ABSTRACT
Introduction Adenocarcinoma of the prostate is a growing health problem in the US, and is now the most common solid tumor in adult men. Unlike most malignancies, there is a wide disparity between the prevalence and mortality of this disease; prostate cancer is present in approximately 30% of 50-year-old men, and over 50% of 80-year-old men,1
Although one in every six men living in the US will be diagnosed with prostate cancer during his lifetime,4 the risk of dying is only 3%.2 In 2004, the number of prostate cancer-related deaths is predicted to be 30,000.4
The advent of the prostate-specific antigen (PSA) blood test, combined with the increased testing of asymptomatic men and the use of more core biopsies in each patient, has increased the chances of finding clinically insignificant cancers.
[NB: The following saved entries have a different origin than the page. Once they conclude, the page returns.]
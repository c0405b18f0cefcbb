//! Многопользовательское уно: детерминированный движок на журнале событий
//! и протокол репликации "хост решает, клиенты реплеят".
//!
//! Слои:
//! - `domain` — карты, колода, игроки, агрегат игры;
//! - `engine` — события, редьюсер, каскады, реплика;
//! - `infra` — RNG, seed'ы перемешиваний, коды комнат;
//! - `time_ctrl` — heartbeat и переподключение;
//! - `api` — сообщения по проводу и DTO для UI;
//! - `net` — хост, клиент, транспорт.

pub mod api;
pub mod domain;
pub mod engine;
pub mod infra;
pub mod net;
pub mod time_ctrl;
use serde::{Deserialize, Serialize};

use crate::domain::card::Card;
use crate::domain::deck::Hand;

/// Игрок в конкретной игре.
#[derive(Clone, Debug, Serialize, Deserialize, PartialEq, Eq)]
pub struct Player {
    /// Отображаемое имя, уникально в пределах игры.
    pub name: String,
    pub hand: Hand,
    /// Флаг "уно": у игрока ровно одна карта и штраф за него ещё не разыгран.
    pub uno: bool,
}

impl Player {
    pub fn new(name: impl Into<String>) -> Self {
        Self {
            name: name.into(),
            hand: Vec::new(),
            uno: false,
        }
    }

    pub fn holds(&self, card: &Card) -> bool {
        self.hand.iter().any(|c| c == card)
    }

    /// Пересчитать флаг уно после изменения руки.
    pub fn refresh_uno(&mut self) {
        self.uno = self.hand.len() == 1;
    }
}
use serde::{Deserialize, Serialize};

use crate::engine::GameError;

/// Ошибка, как её видит клиент: `{"err": true, "type": ..., ...поля}`.
///
/// Только для обратной связи в UI, к состоянию не применяется.
#[derive(Clone, Debug, Serialize, Deserialize, PartialEq, Eq)]
pub struct ErrorMessage {
    pub err: bool,
    #[serde(flatten)]
    pub error: GameError,
}

impl From<GameError> for ErrorMessage {
    fn from(error: GameError) -> Self {
        Self { err: true, error }
    }
}
use core::fmt;
use std::str::FromStr;

use serde::{Deserialize, Serialize};

use crate::domain::CardId;

/// Цвет карты. `Wild` — у диких карт, пока игрок не выбрал цвет.
#[derive(Clone, Copy, Debug, Serialize, Deserialize, PartialEq, Eq, Hash)]
#[serde(rename_all = "lowercase")]
pub enum Color {
    Red,
    Green,
    Blue,
    Yellow,
    Wild,
}

impl Color {
    /// Четыре "настоящих" цвета в порядке построения колоды.
    pub const PLAYABLE: [Color; 4] = [Color::Red, Color::Yellow, Color::Blue, Color::Green];
}

/// Лицевая сторона карты (тип + параметры).
#[derive(Clone, Copy, Debug, Serialize, Deserialize, PartialEq, Eq, Hash)]
#[serde(tag = "type", rename_all = "lowercase")]
pub enum CardFace {
    Normal { color: Color, value: u8 },
    Wild { color: Color },
    Reverse { color: Color },
    Skip { color: Color },
    Draw { color: Color, amount: u8 },
}

/// Тип карты без параметров, удобно для сравнения "тот же тип".
#[derive(Clone, Copy, Debug, PartialEq, Eq, Hash)]
pub enum CardKind {
    Normal,
    Wild,
    Reverse,
    Skip,
    Draw,
}

/// Физическая карта из общего пула.
///
/// Равенство по id и по лицу целиком: две одинаковые на вид карты
/// с разными id не равны.
#[derive(Clone, Copy, Debug, Serialize, Deserialize, PartialEq, Eq, Hash)]
pub struct Card {
    pub id: CardId,
    #[serde(flatten)]
    pub face: CardFace,
}

impl Card {
    pub const fn new(id: CardId, face: CardFace) -> Self {
        Self { id, face }
    }

    pub fn color(&self) -> Color {
        match self.face {
            CardFace::Normal { color, .. }
            | CardFace::Wild { color }
            | CardFace::Reverse { color }
            | CardFace::Skip { color }
            | CardFace::Draw { color, .. } => color,
        }
    }

    pub fn kind(&self) -> CardKind {
        match self.face {
            CardFace::Normal { .. } => CardKind::Normal,
            CardFace::Wild { .. } => CardKind::Wild,
            CardFace::Reverse { .. } => CardKind::Reverse,
            CardFace::Skip { .. } => CardKind::Skip,
            CardFace::Draw { .. } => CardKind::Draw,
        }
    }

    /// Копия карты с другим цветом (для выбранного цвета дикой карты на сбросе).
    pub fn with_color(&self, color: Color) -> Self {
        let face = match self.face {
            CardFace::Normal { value, .. } => CardFace::Normal { color, value },
            CardFace::Wild { .. } => CardFace::Wild { color },
            CardFace::Reverse { .. } => CardFace::Reverse { color },
            CardFace::Skip { .. } => CardFace::Skip { color },
            CardFace::Draw { amount, .. } => CardFace::Draw { color, amount },
        };
        Self { id: self.id, face }
    }

    /// Дикое семейство: wild и wild +4.
    pub fn is_wild_family(&self) -> bool {
        match self.face {
            CardFace::Wild { .. } => true,
            CardFace::Draw { amount, .. } => amount == 4,
            _ => false,
        }
    }
}

impl fmt::Display for Color {
    fn fmt(&self, f: &mut fmt::Formatter<'_>) -> fmt::Result {
        let ch = match self {
            Color::Red => 'R',
            Color::Green => 'G',
            Color::Blue => 'B',
            Color::Yellow => 'Y',
            Color::Wild => 'W',
        };
        write!(f, "{ch}")
    }
}

impl fmt::Display for CardFace {
    /// Формат вида `R7`, `GS`, `BR`, `Y+2`, `W`, `W+4`.
    fn fmt(&self, f: &mut fmt::Formatter<'_>) -> fmt::Result {
        match self {
            CardFace::Normal { color, value } => write!(f, "{color}{value}"),
            CardFace::Wild { color: Color::Wild } => write!(f, "W"),
            CardFace::Wild { color } => write!(f, "W/{color}"),
            CardFace::Reverse { color } => write!(f, "{color}R"),
            CardFace::Skip { color } => write!(f, "{color}S"),
            CardFace::Draw { color, amount } => write!(f, "{color}+{amount}"),
        }
    }
}

impl fmt::Display for Card {
    fn fmt(&self, f: &mut fmt::Formatter<'_>) -> fmt::Result {
        write!(f, "{}#{}", self.face, self.id)
    }
}

/// Парсинг лица карты из строки вида "R7", "GS", "BR", "Y+2", "W", "W+4".
impl FromStr for CardFace {
    type Err = String;

    fn from_str(s: &str) -> Result<Self, Self::Err> {
        let mut chars = s.chars();
        let c_ch = chars.next().ok_or_else(|| "Card string must not be empty".to_string())?;
        let rest: String = chars.collect();

        let color = match c_ch {
            'R' | 'r' => Color::Red,
            'G' | 'g' => Color::Green,
            'B' | 'b' => Color::Blue,
            'Y' | 'y' => Color::Yellow,
            'W' | 'w' => Color::Wild,
            _ => return Err(format!("Invalid color: {c_ch}")),
        };

        if color == Color::Wild {
            return match rest.as_str() {
                "" => Ok(CardFace::Wild { color }),
                "+4" => Ok(CardFace::Draw { color, amount: 4 }),
                _ => Err(format!("Invalid wild card: {s}")),
            };
        }

        match rest.as_str() {
            "S" | "s" => Ok(CardFace::Skip { color }),
            "R" | "r" => Ok(CardFace::Reverse { color }),
            "+2" => Ok(CardFace::Draw { color, amount: 2 }),
            digits => {
                let value: u8 = digits
                    .parse()
                    .map_err(|_| format!("Invalid value: {digits}"))?;
                if value > 9 {
                    return Err(format!("Invalid value: {value}"));
                }
                Ok(CardFace::Normal { color, value })
            }
        }
    }
}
Up to a third of men in PSA-screened populations, diagnosed with nonpalpable prostate cancer and undergoing radical prostatectomy, have small (<0.5 cm3) low-grade (Gleason 6 or less) tumors.5,6 Such tumors are associated with a long natural history and are unlikely to affect the lifespan of select older men.7 The median time from diagnosis to death from prostate cancer for men diagnosed with nonpalpable disease in the pre-PSA era was approximately 17 years.7 Since the US male lifeexpectancy at 65 years of age is estimated at 15 years, it is unlikely that aggressive treatment is going to add significantly to the average lifespan of most men.8 Thus, PSA overdetects prostate cancer and may subject many patients to the morbidity of treatment with only a small, if any, measurable gain. The challenge is to identify those patients who harbor non-life-threatening tumors and those whose tumor is progressing rapidly.